Un día leí en un libro «Mañana puede ser tarde» y de pronto vi la luz, comprendí el valor del tiempo. Habían sido muchas las semanas perdidas. Minutos después me levanté, me arrastré hasta la silla de ruedas y sonreí —por primera vez en meses— frente a mi esposa e hijos y ellos me imitaron. Fue un instante de felicidad colectiva. Nos abrazamos en unión. Entonces les dije y, me prometí «Mañana será mejor ». Y comenzó a serlo pues mi lucha diaria me transformó.

Con actitudes positivas, pude deducir —inesperadamente— conceptos filosóficos de vida que surgían de mi mente con total libertad. Consideré que la vida había sido injusta conmigo porque tuve ese terrible accidente, que fue algo que no elegí. Yo había tenido numerosos sueños que luego desaparecieron y me enojé mucho, hasta con Dios. «Fue algo injusto, no lo merecí», me decía. Sentí miedo al no saber cómo seguiría mi vida. Estaba desorientado y llegué a preguntarme «realmente ¿mañana será mejor?». La respuesta nació sin esfuerzos: «depende de ti, solo de ti». Noté que los temores y la bronca que bullían internamente me acercaban al barro, a la oscuridad del futuro. Entonces descubrí que debía alterar la polaridad de mis sentimientos. Supe que necesitaba comenzar con cambios simples, mínimos que me llevaran a un mejor sentir. «Debo razonar ya que así haré la diferencia», deduje con espontaneidad. «Pensá en lo que tenés y no en lo que te falta», me exigí y recordé que el día tiene veinticuatro horas para mí, igual que para el resto de las personas y entonces pude sonreír otra vez. Pensé en mi familia, en los amigos y en los cientos de momentos felices ya vividos. «Debo aceptar que no soy una víctima, que estoy vivo y por lo tanto tengo posibilidades», «No puedo cambiar lo que pasó, pero sí lo que quiero que suceda», filosofaba sin esfuerzos.

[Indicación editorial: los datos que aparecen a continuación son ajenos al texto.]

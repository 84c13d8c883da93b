//! National character substitutions.
//!
//! IBM installations redrew a few little-used EBCDIC graphics as national
//! letters. A code page table cannot know which, so the substitution is an
//! explicit post-processing step chosen by the caller.

use serde::{Deserialize, Serialize};

#[derive(Clone, Copy, Debug, Default, PartialEq, Eq, Hash, Serialize, Deserialize)]
#[serde(rename_all = "lowercase")]
pub enum National {
    /// Plain code page output.
    #[default]
    None,
    /// Danish installations: `#` is Æ, `@` is Ø, `$` is Å.
    Danish,
}

impl National {
    fn substitutions(self) -> &'static [(char, char)] {
        match self {
            National::None => &[],
            National::Danish => &[('#', 'Æ'), ('@', 'Ø'), ('$', 'Å')],
        }
    }

    #[inline]
    pub fn map_char(self, ch: char) -> char {
        self.substitutions()
            .iter()
            .find(|(from, _)| *from == ch)
            .map_or(ch, |(_, to)| *to)
    }

    pub fn apply(self, text: &str) -> String {
        text.chars().map(|c| self.map_char(c)).collect()
    }
}

#[cfg(test)]
mod tests {
    use super::*;

    #[test]
    fn danish_replaces_three_graphics() {
        assert_eq!(National::Danish.apply("#@$ A#"), "ÆØÅ AÆ");
        assert_eq!(National::None.apply("#@$"), "#@$");
    }
}
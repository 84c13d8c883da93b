use approx::assert_relative_eq;
use cardscan_core::{CardImage, EdgeLine, Polarity};
use cardscan_hollerith::{ebcdic_from_hollerith, CodePage, COLUMNS};
use cardscan_reader::{CardReader, ReadError, ReaderParams, ReadingOrder, SyntheticCard};

const PANGRAM: &str = "THE QUICK BROWN FOX JUMPS OVER THE LAZY DOG 0123456789 +-*/=(),.'$";

fn reader() -> CardReader {
    CardReader::new(ReaderParams::default())
}

fn pangram_card() -> SyntheticCard {
    SyntheticCard::from_text(PANGRAM, CodePage::Cp037).expect("encodable text")
}

#[test]
fn reads_back_every_placed_hole() {
    let card = pangram_card();
    let image = card.render_front().expect("render");
    let reading = reader()
        .read(&image.view(), ReadingOrder::Front)
        .expect("read");

    assert_eq!(reading.values(), card.values());
    assert_eq!(reading.grid(), &card.grid());
    assert_eq!(reading.text().trim_end(), PANGRAM);
    assert_eq!(reading.text().chars().count(), COLUMNS);
}

#[test]
fn straight_card_is_calibrated_exactly() {
    let card = pangram_card();
    let image = card.render_front().expect("render");
    let reading = reader()
        .read(&image.view(), ReadingOrder::Front)
        .expect("read");

    assert_eq!(reading.edges.left, EdgeLine::vertical(51.0));
    assert_eq!(reading.edges.right, EdgeLine::vertical(539.0));
    assert!(reading.front_edge.found);
    assert_eq!(reading.front_edge.y, 1141);

    let quality = reading.quality();
    assert!(!quality.is_degraded());
    assert_relative_eq!(quality.width_deviation_px, 0.5);
    assert_eq!(quality.punched, card.grid().punched());
}

#[test]
fn drift_stays_at_zero_on_an_ideal_card() {
    let image = pangram_card().render_front().expect("render");
    let reading = reader()
        .read(&image.view(), ReadingOrder::Front)
        .expect("read");

    assert_eq!(reading.drift.magnitude(), 0.0);
    assert_eq!(reading.quality.peak_drift_px, 0.0);
}

#[test]
fn repeated_reads_are_identical() {
    let image = pangram_card().render_front().expect("render");
    let reader = reader();
    let first = reader
        .read(&image.view(), ReadingOrder::Front)
        .expect("read");
    let second = reader
        .read(&image.view(), ReadingOrder::Front)
        .expect("read");
    assert_eq!(first, second);
}

#[test]
fn both_faces_give_the_same_card() {
    let card = pangram_card();
    let front = card.render_front().expect("render");
    let back = card.render_back().expect("render");
    let reader = reader();

    let fs = reader
        .read(&front.view(), ReadingOrder::Front)
        .expect("front");
    let bs = reader.read(&back.view(), ReadingOrder::Back).expect("back");
    assert_eq!(fs.values(), bs.values());
    assert_eq!(fs.dump(), bs.dump());
}

#[test]
fn back_face_read_as_front_is_row_reversed() {
    let mut card = SyntheticCard::blank();
    card.punch(5, 1);
    let back = card.render_back().expect("render");
    let reading = reader()
        .read(&back.view(), ReadingOrder::Front)
        .expect("read");
    assert!(reading.grid().is_punched(5, 12));
    assert!(!reading.grid().is_punched(5, 1));
}

#[test]
fn skewed_card_still_decodes() {
    let mut card = pangram_card();
    card.left_edge = 48.0;
    card.skew = 0.004;
    let image = card.render_front().expect("render");
    let reading = reader()
        .read(&image.view(), ReadingOrder::Front)
        .expect("read");

    assert_relative_eq!(reading.edges.left.slope, 0.004, epsilon = 1e-3);
    assert_relative_eq!(reading.edges.right.slope, 0.004, epsilon = 1e-3);
    assert_eq!(reading.values(), card.values());
    assert!(reading.drift.magnitude() < 2.0);
}

#[test]
fn colour_scan_reads_like_grey() {
    let mut card = pangram_card();
    card.channels = 3;
    let image = card.render_front().expect("render");
    let reading = reader()
        .read(&image.view(), ReadingOrder::Front)
        .expect("read");
    assert_eq!(reading.values(), card.values());
}

#[test]
fn bright_hole_scan_with_a_single_hole() {
    let (width, height) = (590, 1181);
    let mut image = CardImage::filled(width, height, 1, 0).expect("image");
    // card outline is never found here, so the expected edges and the image
    // bottom place hole (1, 1) at (88.75, 1143.5)
    image.fill_rect(88 - 8, 1143 - 6, 88 + 9, 1143 + 7, 255);

    let params = ReaderParams {
        polarity: Polarity::BrightHoles,
        ..ReaderParams::default()
    };
    let reading = CardReader::new(params)
        .read(&image.view(), ReadingOrder::Front)
        .expect("read");

    assert_eq!(reading.values()[0], 1 << 11);
    assert!(reading.values()[1..].iter().all(|&v| v == 0));
    assert_eq!(ebcdic_from_hollerith(1 << 11), 0x50);
    assert_eq!(ebcdic_from_hollerith(0b1011_0000_0001), 0x41);

    let quality = reading.quality();
    assert!(quality.is_degraded());
    assert!(!quality.front_edge_found);
    assert_eq!(quality.edges.left_degraded_rows, quality.edges.sampled_rows);
    assert_eq!(reading.front_edge.y, 1181);
}

#[test]
fn debug_render_marks_found_and_missing_holes() {
    let mut card = SyntheticCard::blank();
    card.punch(1, 1);
    let image = card.render_front().expect("render");
    let (reading, debug) = reader()
        .read_with_debug(&image.view(), ReadingOrder::Front)
        .expect("read");

    assert!(reading.grid().is_punched(1, 1));
    assert_eq!((debug.width, debug.height), (image.width, image.height));
    let v = debug.view();
    // outline around the hole at (88, 1103)
    assert_eq!(v.get(82, 1103, 0), 255);
    assert_eq!(v.get(88, 1103, 0), 0);
    // row 2 has no hole: card pixels dimmed once
    assert_eq!(v.get(126, 1103, 0), 200 / 3 + 128);
}

#[test]
fn truncated_buffer_is_rejected() {
    let image = SyntheticCard::blank().render_front().expect("render");
    let data = image.data.as_slice();
    let mut view = image.view();
    view.data = &data[..data.len() - 1];
    assert!(reader().read(&view, ReadingOrder::Front).is_err());
}

#[test]
fn oversized_extents_are_rejected_before_reading() {
    let image = SyntheticCard::blank().render_front().expect("render");

    let mut huge_box = ReaderParams::default();
    huge_box.holes.half_x = 100_000;
    huge_box.holes.half_y = 100_000;
    let mut huge_step = ReaderParams::default();
    huge_step.edges.row_step = i32::MAX;

    for params in [huge_box, huge_step] {
        let err = CardReader::new(params)
            .read(&image.view(), ReadingOrder::Front)
            .unwrap_err();
        assert!(matches!(err, ReadError::InvalidParams { .. }), "{err:?}");
    }
}
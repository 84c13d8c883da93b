//! cardscan CLI: read punched cards from duplex sheet-scanner images.

use std::path::{Path, PathBuf};
use std::process::ExitCode;

use cardscan::duplex::{DuplexReading, Verdict};
use cardscan::hollerith::{punch_label, table, CodePage, National};
use cardscan::io::{load_card_image, load_params, save_card_image};
use cardscan::reader::SyntheticCard;
use cardscan::{CalibrationQuality, CardReader, CardReading, Polarity, ReaderParams, ReadingOrder};
use clap::{error::ErrorKind, ArgAction, CommandFactory, Parser, Subcommand, ValueEnum};
use log::LevelFilter;
use serde::Serialize;

type CliError = Box<dyn std::error::Error>;
type CliResult<T> = Result<T, CliError>;

#[derive(Parser)]
#[command(name = "cardscan")]
#[command(about = "Read 80-column punched cards from duplex sheet-scanner images")]
#[command(version)]
struct Cli {
    /// Reader parameters (JSON); missing fields keep their defaults.
    #[arg(long, global = true)]
    config: Option<PathBuf>,

    /// National letters substituted into decoded text.
    #[arg(long, global = true, value_enum, default_value_t = NationalArg::None)]
    national: NationalArg,

    /// Scanner polarity; overrides the parameter file.
    #[arg(long, global = true, value_enum)]
    polarity: Option<PolarityArg>,

    /// More log output (repeat for trace).
    #[arg(short, long, global = true, action = ArgAction::Count)]
    verbose: u8,

    #[command(subcommand)]
    command: Commands,
}

#[derive(Subcommand)]
enum Commands {
    /// Read front/back image pairs and check that both faces agree.
    Verify {
        /// Images as FRONT BACK pairs.
        #[arg(required = true, num_args = 2..)]
        images: Vec<PathBuf>,

        /// Write annotated debug images into this directory.
        #[arg(long)]
        debug_dir: Option<PathBuf>,
    },

    /// Read a single card face.
    Read {
        image: PathBuf,

        /// The image shows the back of the card.
        #[arg(long)]
        back: bool,

        /// Write an annotated debug image.
        #[arg(long)]
        debug_image: Option<PathBuf>,

        /// Print a JSON report instead of the dump.
        #[arg(long)]
        json: bool,
    },

    /// Render a synthetic card scan.
    Render {
        /// Text to punch, at most 80 characters.
        #[arg(long)]
        text: String,

        /// Render the back face.
        #[arg(long)]
        back: bool,

        /// Output image path.
        #[arg(long)]
        out: PathBuf,
    },

    /// Print the Hollerith to EBCDIC to cp037 table.
    Table,
}

#[derive(Clone, Copy, Debug, ValueEnum)]
enum NationalArg {
    None,
    Danish,
}

impl From<NationalArg> for National {
    fn from(arg: NationalArg) -> Self {
        match arg {
            NationalArg::None => National::None,
            NationalArg::Danish => National::Danish,
        }
    }
}

#[derive(Clone, Copy, Debug, ValueEnum)]
enum PolarityArg {
    DarkHoles,
    BrightHoles,
}

impl From<PolarityArg> for Polarity {
    fn from(arg: PolarityArg) -> Self {
        match arg {
            PolarityArg::DarkHoles => Polarity::DarkHoles,
            PolarityArg::BrightHoles => Polarity::BrightHoles,
        }
    }
}

fn main() -> CliResult<ExitCode> {
    let cli = Cli::parse();
    init_logging(cli.verbose)?;

    let national = National::from(cli.national);
    match &cli.command {
        Commands::Verify { images, debug_dir } => {
            if images.len() % 2 != 0 {
                Cli::command()
                    .error(
                        ErrorKind::WrongNumberOfValues,
                        "images must be given as FRONT BACK pairs",
                    )
                    .exit();
            }
            let reader = build_reader(&cli)?;
            run_verify(&reader, images, debug_dir.as_deref(), national)
        }
        Commands::Read {
            image,
            back,
            debug_image,
            json,
        } => {
            let reader = build_reader(&cli)?;
            run_read(&reader, image, order(*back), debug_image.as_deref(), *json, national)?;
            Ok(ExitCode::SUCCESS)
        }
        Commands::Render { text, back, out } => {
            run_render(text, order(*back), out)?;
            Ok(ExitCode::SUCCESS)
        }
        Commands::Table => {
            run_table();
            Ok(ExitCode::SUCCESS)
        }
    }
}

fn init_logging(verbose: u8) -> CliResult<()> {
    #[cfg(not(feature = "tracing"))]
    {
        let level = match verbose {
            0 => LevelFilter::Warn,
            1 => LevelFilter::Info,
            2 => LevelFilter::Debug,
            _ => LevelFilter::Trace,
        };
        cardscan::core::init_with_level(level)?;
    }
    #[cfg(feature = "tracing")]
    {
        let _ = verbose;
        cardscan::core::init_tracing(false);
        let _ = tracing_log::LogTracer::init();
        log::set_max_level(LevelFilter::Trace);
    }
    Ok(())
}

fn order(back: bool) -> ReadingOrder {
    if back {
        ReadingOrder::Back
    } else {
        ReadingOrder::Front
    }
}

fn build_reader(cli: &Cli) -> CliResult<CardReader> {
    let mut params = match &cli.config {
        Some(path) => load_params(path)?,
        None => ReaderParams::default(),
    };
    if let Some(polarity) = cli.polarity {
        params.polarity = polarity.into();
    }
    params
        .validate()
        .map_err(|reason| -> CliError { format!("invalid reader parameters: {reason}").into() })?;
    Ok(CardReader::new(params))
}

fn read_face(
    reader: &CardReader,
    path: &Path,
    order: ReadingOrder,
    debug_out: Option<&Path>,
) -> CliResult<CardReading> {
    let image = load_card_image(path)?;
    match debug_out {
        Some(out) => {
            let (reading, debug) = reader.read_with_debug(&image.view(), order)?;
            save_card_image(&debug, out)?;
            log::info!("debug image written to {}", out.display());
            Ok(reading)
        }
        None => Ok(reader.read(&image.view(), order)?),
    }
}

/// `<pair>-<face>-<stem>.png`; the pair number keeps equal stems apart.
fn debug_path(dir: &Path, pair: usize, order: ReadingOrder, image: &Path) -> PathBuf {
    let stem = image
        .file_stem()
        .map(|s| s.to_string_lossy().into_owned())
        .unwrap_or_else(|| "card".to_string());
    dir.join(format!("{pair:03}-{}-{stem}.png", order.label()))
}

// ── verify ─────────────────────────────────────────────────────────────

fn run_verify(
    reader: &CardReader,
    images: &[PathBuf],
    debug_dir: Option<&Path>,
    national: National,
) -> CliResult<ExitCode> {
    if let Some(dir) = debug_dir {
        std::fs::create_dir_all(dir)?;
    }

    let mut bad = 0usize;
    for (index, pair) in images.chunks_exact(2).enumerate() {
        let (front_path, back_path) = (&pair[0], &pair[1]);
        let number = index + 1;
        let front_debug =
            debug_dir.map(|d| debug_path(d, number, ReadingOrder::Front, front_path));
        let back_debug = debug_dir.map(|d| debug_path(d, number, ReadingOrder::Back, back_path));

        let duplex = DuplexReading {
            front: read_face(reader, front_path, ReadingOrder::Front, front_debug.as_deref())?,
            back: read_face(reader, back_path, ReadingOrder::Back, back_debug.as_deref())?,
        };
        if duplex.verdict() == Verdict::Bad {
            bad += 1;
        }
        let report = duplex.report(
            &front_path.display().to_string(),
            &back_path.display().to_string(),
            national,
        );
        for line in report {
            println!("{line}");
        }
    }

    let pairs = images.len() / 2;
    log::info!("{} of {} cards verified", pairs - bad, pairs);
    Ok(if bad == 0 {
        ExitCode::SUCCESS
    } else {
        ExitCode::FAILURE
    })
}

// ── read ───────────────────────────────────────────────────────────────

#[derive(Serialize)]
struct ReadReport<'a> {
    image: &'a Path,
    text: String,
    ebcdic: Vec<u8>,
    quality: &'a CalibrationQuality,
    reading: &'a CardReading,
}

fn run_read(
    reader: &CardReader,
    image: &Path,
    order: ReadingOrder,
    debug_image: Option<&Path>,
    json: bool,
    national: National,
) -> CliResult<()> {
    let reading = read_face(reader, image, order, debug_image)?;
    let text = national.apply(&reading.text());

    if json {
        let report = ReadReport {
            image,
            text,
            ebcdic: reading.ebcdic(),
            quality: reading.quality(),
            reading: &reading,
        };
        println!("{}", serde_json::to_string_pretty(&report)?);
        return Ok(());
    }

    println!("{text}");
    for line in reading.grid().rows_ascii() {
        println!("{line}");
    }
    if reading.quality().is_degraded() {
        log::warn!("calibration degraded for {}", image.display());
    }
    Ok(())
}

// ── render ─────────────────────────────────────────────────────────────

fn run_render(text: &str, order: ReadingOrder, out: &Path) -> CliResult<()> {
    let card = SyntheticCard::from_text(text, CodePage::Cp037).ok_or_else(|| -> CliError {
        "text must be at most 80 characters of code page 037".into()
    })?;
    save_card_image(&card.render(order)?, out)?;
    log::info!("{} face written to {}", order.label(), out.display());
    Ok(())
}

// ── table ──────────────────────────────────────────────────────────────

fn run_table() {
    let code_page = CodePage::Cp037;
    println!("ebcdic  pattern       punches     {}", code_page.name());
    for (pattern, code) in table::entries() {
        let ch = code_page.decode_byte(code);
        let shown = if ch.is_control() {
            format!("U+{:04X}", ch as u32)
        } else {
            ch.to_string()
        };
        println!(
            "0x{code:02X}    {pattern:012b}  {:<11} {shown}",
            punch_label(pattern)
        );
    }
}
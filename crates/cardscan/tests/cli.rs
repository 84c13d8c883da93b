#![cfg(feature = "cli")]

use std::path::{Path, PathBuf};

use assert_cmd::Command;
use predicates::prelude::*;

fn cardscan() -> Command {
    Command::cargo_bin("cardscan").expect("cardscan binary")
}

fn render(dir: &Path, name: &str, text: &str, back: bool) -> PathBuf {
    let out = dir.join(name);
    let mut cmd = cardscan();
    cmd.args(["render", "--text", text, "--out"]).arg(&out);
    if back {
        cmd.arg("--back");
    }
    cmd.assert().success();
    out
}

#[test]
fn table_lists_every_ebcdic_byte() {
    cardscan()
        .arg("table")
        .assert()
        .success()
        .stdout(predicate::str::contains("0xC1    100100000000  12-1        A"))
        .stdout(predicate::str::contains("0x50    100000000000  12          &"))
        .stdout(predicate::function(|out: &str| out.lines().count() == 257));
}

#[test]
fn matching_pair_verifies_good() {
    let dir = tempfile::tempdir().expect("tempdir");
    let front = render(dir.path(), "card_f.png", "       DIMENSION A(10)", false);
    let back = render(dir.path(), "card_b.png", "       DIMENSION A(10)", true);

    cardscan()
        .arg("verify")
        .arg(&front)
        .arg(&back)
        .assert()
        .success()
        .stdout(predicate::str::starts_with("good        DIMENSION A(10)"))
        .stdout(predicate::str::contains("# fs").not());
}

#[test]
fn mismatched_pair_fails_with_dumps() {
    let dir = tempfile::tempdir().expect("tempdir");
    let front = render(dir.path(), "one_f.png", "HELLO", false);
    let other = render(dir.path(), "two_b.png", "WORLD", true);
    let good_front = render(dir.path(), "three_f.png", "SAME", false);
    let good_back = render(dir.path(), "three_b.png", "SAME", true);

    cardscan()
        .arg("verify")
        .args([&good_front, &good_back, &front, &other])
        .assert()
        .code(1)
        .stdout(predicate::str::contains("good SAME"))
        .stdout(predicate::str::contains("bad  HELLO"))
        .stdout(predicate::str::contains("# fs HELLO"))
        .stdout(predicate::str::contains("# bs WORLD"));
}

#[test]
fn odd_image_count_is_a_usage_error() {
    let dir = tempfile::tempdir().expect("tempdir");
    let a = render(dir.path(), "a.png", "A", false);
    let b = render(dir.path(), "b.png", "A", true);
    cardscan()
        .arg("verify")
        .args([&a, &b, &a])
        .assert()
        .code(2)
        .stderr(predicate::str::contains("FRONT BACK pairs"));
}

#[test]
fn verify_writes_debug_images() {
    let dir = tempfile::tempdir().expect("tempdir");
    let front = render(dir.path(), "deck_f.png", "X", false);
    let back = render(dir.path(), "deck_b.png", "X", true);
    let debug_dir = dir.path().join("debug");

    cardscan()
        .arg("verify")
        .arg(&front)
        .arg(&back)
        .arg("--debug-dir")
        .arg(&debug_dir)
        .assert()
        .success();
    assert!(debug_dir.join("001-front-deck_f.png").is_file());
    assert!(debug_dir.join("001-back-deck_b.png").is_file());
}

#[test]
fn debug_images_with_equal_stems_do_not_collide() {
    let dir = tempfile::tempdir().expect("tempdir");
    let mut images = Vec::new();
    for (deck, text) in [("deck1", "ONE"), ("deck2", "TWO")] {
        let sub = dir.path().join(deck);
        std::fs::create_dir(&sub).expect("mkdir");
        images.push(render(&sub, "card.png", text, false));
        images.push(render(&sub, "card_back.png", text, true));
    }
    let debug_dir = dir.path().join("debug");

    cardscan()
        .arg("verify")
        .args(&images)
        .arg("--debug-dir")
        .arg(&debug_dir)
        .assert()
        .success();
    let written = std::fs::read_dir(&debug_dir).expect("debug dir").count();
    assert_eq!(written, 4);
    assert!(debug_dir.join("001-front-card.png").is_file());
    assert!(debug_dir.join("002-front-card.png").is_file());
}

#[test]
fn read_prints_text_and_rows() {
    let dir = tempfile::tempdir().expect("tempdir");
    let back = render(dir.path(), "card_b.png", "$1", true);

    cardscan()
        .args(["read", "--back", "--national", "danish"])
        .arg(&back)
        .assert()
        .success()
        .stdout(predicate::str::starts_with("Å1"))
        .stdout(predicate::function(|out: &str| out.lines().count() == 13));
}

#[test]
fn read_json_reports_quality() {
    let dir = tempfile::tempdir().expect("tempdir");
    let front = render(dir.path(), "card_f.png", "JSON", false);

    let output = cardscan()
        .args(["read", "--json"])
        .arg(&front)
        .output()
        .expect("run");
    assert!(output.status.success());
    let report: serde_json::Value = serde_json::from_slice(&output.stdout).expect("json");
    assert!(report["text"]
        .as_str()
        .is_some_and(|t| t.starts_with("JSON ")));
    assert_eq!(report["quality"]["front_edge_found"], true);
    assert_eq!(report["reading"]["values"].as_array().map(Vec::len), Some(80));
}

#[test]
fn config_file_and_polarity_flag_are_applied() {
    let dir = tempfile::tempdir().expect("tempdir");
    let front = render(dir.path(), "card_f.png", "A", false);
    let config = dir.path().join("params.json");
    std::fs::write(&config, r#"{"dpi": -1.0}"#).expect("write");

    cardscan()
        .arg("read")
        .arg(&front)
        .arg("--config")
        .arg(&config)
        .assert()
        .failure()
        .stderr(predicate::str::contains("dpi must be positive"));

    // inverted polarity sees no card at all, so nothing is punched
    cardscan()
        .args(["read", "--polarity", "bright-holes"])
        .arg(&front)
        .assert()
        .success()
        .stdout(predicate::str::contains("#").not());
}

#[test]
fn render_rejects_text_longer_than_a_card() {
    let dir = tempfile::tempdir().expect("tempdir");
    cardscan()
        .args(["render", "--text", &"9".repeat(81), "--out"])
        .arg(dir.path().join("long.png"))
        .assert()
        .failure();
}
//! Debug annotation layer.
//!
//! Stages draw into a [`DebugOverlay`] instead of the scanned image, so the
//! source stays borrowed immutably. [`DebugOverlay::render`] merges both.

use crate::{CardImage, CardImageView};

#[derive(Clone, Copy, Debug, Default, PartialEq, Eq)]
enum Mark {
    #[default]
    None,
    Set(u8),
    /// Number of pending `v / 3 + 128` dimming passes.
    Dim(u8),
}

#[derive(Clone, Debug)]
pub struct DebugOverlay {
    width: usize,
    height: usize,
    marks: Vec<Mark>,
}

#[inline]
fn dim(v: u8) -> u8 {
    v / 3 + 128
}

impl DebugOverlay {
    pub fn new(width: usize, height: usize) -> Self {
        Self {
            width,
            height,
            marks: vec![Mark::None; width * height],
        }
    }

    pub fn for_view(view: &CardImageView<'_>) -> Self {
        Self::new(view.width, view.height)
    }

    #[inline]
    fn index(&self, x: i32, y: i32) -> Option<usize> {
        if x < 0 || y < 0 || x as usize >= self.width || y as usize >= self.height {
            return None;
        }
        Some(y as usize * self.width + x as usize)
    }

    /// Overwrite `(x, y)` with `value` in every channel.
    pub fn set(&mut self, x: i32, y: i32, value: u8) {
        if let Some(i) = self.index(x, y) {
            self.marks[i] = Mark::Set(value);
        }
    }

    /// Dashed-line helper: white on 8 of every 16 steps of `phase`, black otherwise.
    pub fn stipple(&mut self, x: i32, y: i32, phase: i32) {
        let value = if phase & 8 != 0 { 255 } else { 0 };
        self.set(x, y, value);
    }

    /// Rectangle outline of half-extents `half_x`, `half_y` around `(cx, cy)`.
    pub fn outline(&mut self, cx: i32, cy: i32, half_x: i32, half_y: i32, value: u8) {
        for x in cx - half_x..=cx + half_x {
            self.set(x, cy - half_y, value);
            self.set(x, cy + half_y, value);
        }
        for y in cy - half_y..=cy + half_y {
            self.set(cx - half_x, y, value);
            self.set(cx + half_x, y, value);
        }
    }

    /// Dim the closed box of half-extents `half_x`, `half_y` around `(cx, cy)`.
    pub fn dim_box(&mut self, cx: i32, cy: i32, half_x: i32, half_y: i32) {
        for y in cy - half_y..=cy + half_y {
            for x in cx - half_x..=cx + half_x {
                let Some(i) = self.index(x, y) else {
                    continue;
                };
                self.marks[i] = match self.marks[i] {
                    Mark::None => Mark::Dim(1),
                    Mark::Set(v) => Mark::Set(dim(v)),
                    Mark::Dim(n) => Mark::Dim(n.saturating_add(1)),
                };
            }
        }
    }

    /// Number of annotated pixels.
    pub fn marked(&self) -> usize {
        self.marks.iter().filter(|m| **m != Mark::None).count()
    }

    /// Merge the annotations with `src` into a new image.
    ///
    /// Pixels outside the overlay's extent are copied unchanged.
    pub fn render(&self, src: &CardImageView<'_>) -> CardImage {
        let mut data = src.data.to_vec();
        let rows = self.height.min(src.height);
        let cols = self.width.min(src.width);
        for y in 0..rows {
            for x in 0..cols {
                let base = (y * src.width + x) * src.channels;
                let px = &mut data[base..base + src.channels];
                match self.marks[y * self.width + x] {
                    Mark::None => {}
                    Mark::Set(v) => px.fill(v),
                    Mark::Dim(n) => {
                        for v in px.iter_mut() {
                            for _ in 0..n {
                                *v = dim(*v);
                            }
                        }
                    }
                }
            }
        }
        CardImage {
            width: src.width,
            height: src.height,
            channels: src.channels,
            data,
        }
    }
}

Después de semanas, inicié la búsqueda de caminos que me llevaran a estar mejor: algunos seguramente serían equivocados, otros solo me acercarían y con los certeros tocaré mi destino. Imaginaba toparme con éxitos y fracasos. Así transitaría la vida. Con ayuda de amigos y familiares lo lograré —confiaba— al encontrar la llave de la puerta adecuada y entonces avanzaremos entre luces y sombras para transformar el dolor en aprendizaje, pues el dolor se puede convertir en experiencia, en cambio el sufrimiento persistiría con sus ataques y destrucción.

He aprendido que debo intentar resultados distintos, tener sueños y deseos, aunque estos fuesen básicos y generasen mínimos entusiasmos. Mi familia será mi equipo, que sumará más que cinco esfuerzos. Reconozco que tengo decenas de motivos para estar agradecido, entre otros: puedo abrazar a quien quiera, puedo decir gracias, ser protagonista de lo que me pasa y muchos más.

Con la ayuda de mis hijos —habilidosos en manualidades—, comencé a ser otro y pronto me convertí en un “pirata” con pata de palo y… pude caminar —con muletas—, por la casa y luego por la ciudad. Volví a respirar libertad y autonomía, a ser el nuevo yo. Comprendí que la gratitud es la no queja.


Mi vida, luego del accidente y del aprendizaje, se desarrolló por años, paso a paso, con plenitud. Aún hoy, a los ochenta y siete años, aspiro a no darme por vencido, mientras cada día repito en voz alta «Mañana será mejor ».